▸ WHAT YOU WILL DO
Read the lines of the data below and retrieve those with "center".

▸ Collected data
⟨

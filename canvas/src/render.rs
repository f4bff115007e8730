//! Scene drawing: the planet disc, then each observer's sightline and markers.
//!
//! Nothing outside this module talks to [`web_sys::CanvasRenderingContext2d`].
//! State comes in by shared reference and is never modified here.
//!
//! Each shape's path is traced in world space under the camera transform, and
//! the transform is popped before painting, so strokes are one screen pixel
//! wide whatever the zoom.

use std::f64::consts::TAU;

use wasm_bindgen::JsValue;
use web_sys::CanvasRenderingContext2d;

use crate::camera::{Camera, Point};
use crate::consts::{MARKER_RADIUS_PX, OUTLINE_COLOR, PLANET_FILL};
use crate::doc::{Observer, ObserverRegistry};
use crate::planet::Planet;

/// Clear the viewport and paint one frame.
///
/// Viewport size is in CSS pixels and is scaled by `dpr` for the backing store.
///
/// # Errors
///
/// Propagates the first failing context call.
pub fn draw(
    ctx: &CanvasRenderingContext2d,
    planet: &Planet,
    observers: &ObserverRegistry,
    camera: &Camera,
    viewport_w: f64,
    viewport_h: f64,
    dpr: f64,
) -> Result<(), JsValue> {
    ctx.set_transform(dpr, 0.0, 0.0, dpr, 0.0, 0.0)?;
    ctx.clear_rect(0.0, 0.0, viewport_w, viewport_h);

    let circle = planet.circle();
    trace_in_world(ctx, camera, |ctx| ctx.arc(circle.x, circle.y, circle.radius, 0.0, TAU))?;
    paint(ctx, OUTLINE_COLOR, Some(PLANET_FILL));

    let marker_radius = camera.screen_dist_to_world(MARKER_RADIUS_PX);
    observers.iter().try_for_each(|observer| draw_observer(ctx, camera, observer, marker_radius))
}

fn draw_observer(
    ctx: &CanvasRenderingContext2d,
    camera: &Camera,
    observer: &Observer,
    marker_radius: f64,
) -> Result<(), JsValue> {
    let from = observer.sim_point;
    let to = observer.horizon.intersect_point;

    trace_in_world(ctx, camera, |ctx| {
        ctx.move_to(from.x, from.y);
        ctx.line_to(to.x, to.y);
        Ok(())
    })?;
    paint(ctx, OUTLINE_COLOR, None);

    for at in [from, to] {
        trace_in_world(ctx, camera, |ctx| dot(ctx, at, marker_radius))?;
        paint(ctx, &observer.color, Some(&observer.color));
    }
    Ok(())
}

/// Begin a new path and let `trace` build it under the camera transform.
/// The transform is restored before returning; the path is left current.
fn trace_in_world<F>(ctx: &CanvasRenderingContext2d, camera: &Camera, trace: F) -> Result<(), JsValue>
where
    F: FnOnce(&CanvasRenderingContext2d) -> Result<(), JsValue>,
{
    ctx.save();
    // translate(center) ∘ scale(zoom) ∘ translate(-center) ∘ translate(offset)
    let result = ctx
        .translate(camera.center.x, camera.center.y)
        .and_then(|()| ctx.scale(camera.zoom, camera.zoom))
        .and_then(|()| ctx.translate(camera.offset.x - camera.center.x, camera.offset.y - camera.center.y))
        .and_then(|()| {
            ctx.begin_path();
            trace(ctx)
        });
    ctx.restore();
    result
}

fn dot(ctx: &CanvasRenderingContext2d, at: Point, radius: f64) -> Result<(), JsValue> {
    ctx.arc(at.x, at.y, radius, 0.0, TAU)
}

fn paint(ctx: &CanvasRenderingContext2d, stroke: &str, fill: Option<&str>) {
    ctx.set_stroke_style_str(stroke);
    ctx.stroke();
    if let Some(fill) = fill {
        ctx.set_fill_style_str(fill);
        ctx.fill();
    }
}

⟩
⟨

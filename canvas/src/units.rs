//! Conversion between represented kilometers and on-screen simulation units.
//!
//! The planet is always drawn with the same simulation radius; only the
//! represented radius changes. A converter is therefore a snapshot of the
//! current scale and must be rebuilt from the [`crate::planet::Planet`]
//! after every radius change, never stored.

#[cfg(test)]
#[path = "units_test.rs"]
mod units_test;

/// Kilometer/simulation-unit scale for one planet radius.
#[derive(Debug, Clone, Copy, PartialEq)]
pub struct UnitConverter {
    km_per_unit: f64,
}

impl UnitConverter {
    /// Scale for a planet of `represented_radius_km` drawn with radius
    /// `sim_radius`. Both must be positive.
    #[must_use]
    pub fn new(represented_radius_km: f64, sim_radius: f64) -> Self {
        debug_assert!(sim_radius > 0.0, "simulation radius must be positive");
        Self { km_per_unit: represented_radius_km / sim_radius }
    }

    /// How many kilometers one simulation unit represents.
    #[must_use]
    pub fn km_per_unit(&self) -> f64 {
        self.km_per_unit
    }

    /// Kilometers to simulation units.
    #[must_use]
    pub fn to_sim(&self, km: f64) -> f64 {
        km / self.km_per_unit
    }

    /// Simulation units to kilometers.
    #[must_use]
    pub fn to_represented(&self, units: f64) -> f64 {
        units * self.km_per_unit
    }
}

⟩

▸ SOLUTION TO THE PROBLEM
    // translate(center) ∘ scale(zoom) ∘ translate(-center) ∘ translate(offset)
        .translate(camera.center.x, camera.center.y)
        .and_then(|()| ctx.translate(camera.offset.x - camera.center.x, camera.offset.y - camera.center.y))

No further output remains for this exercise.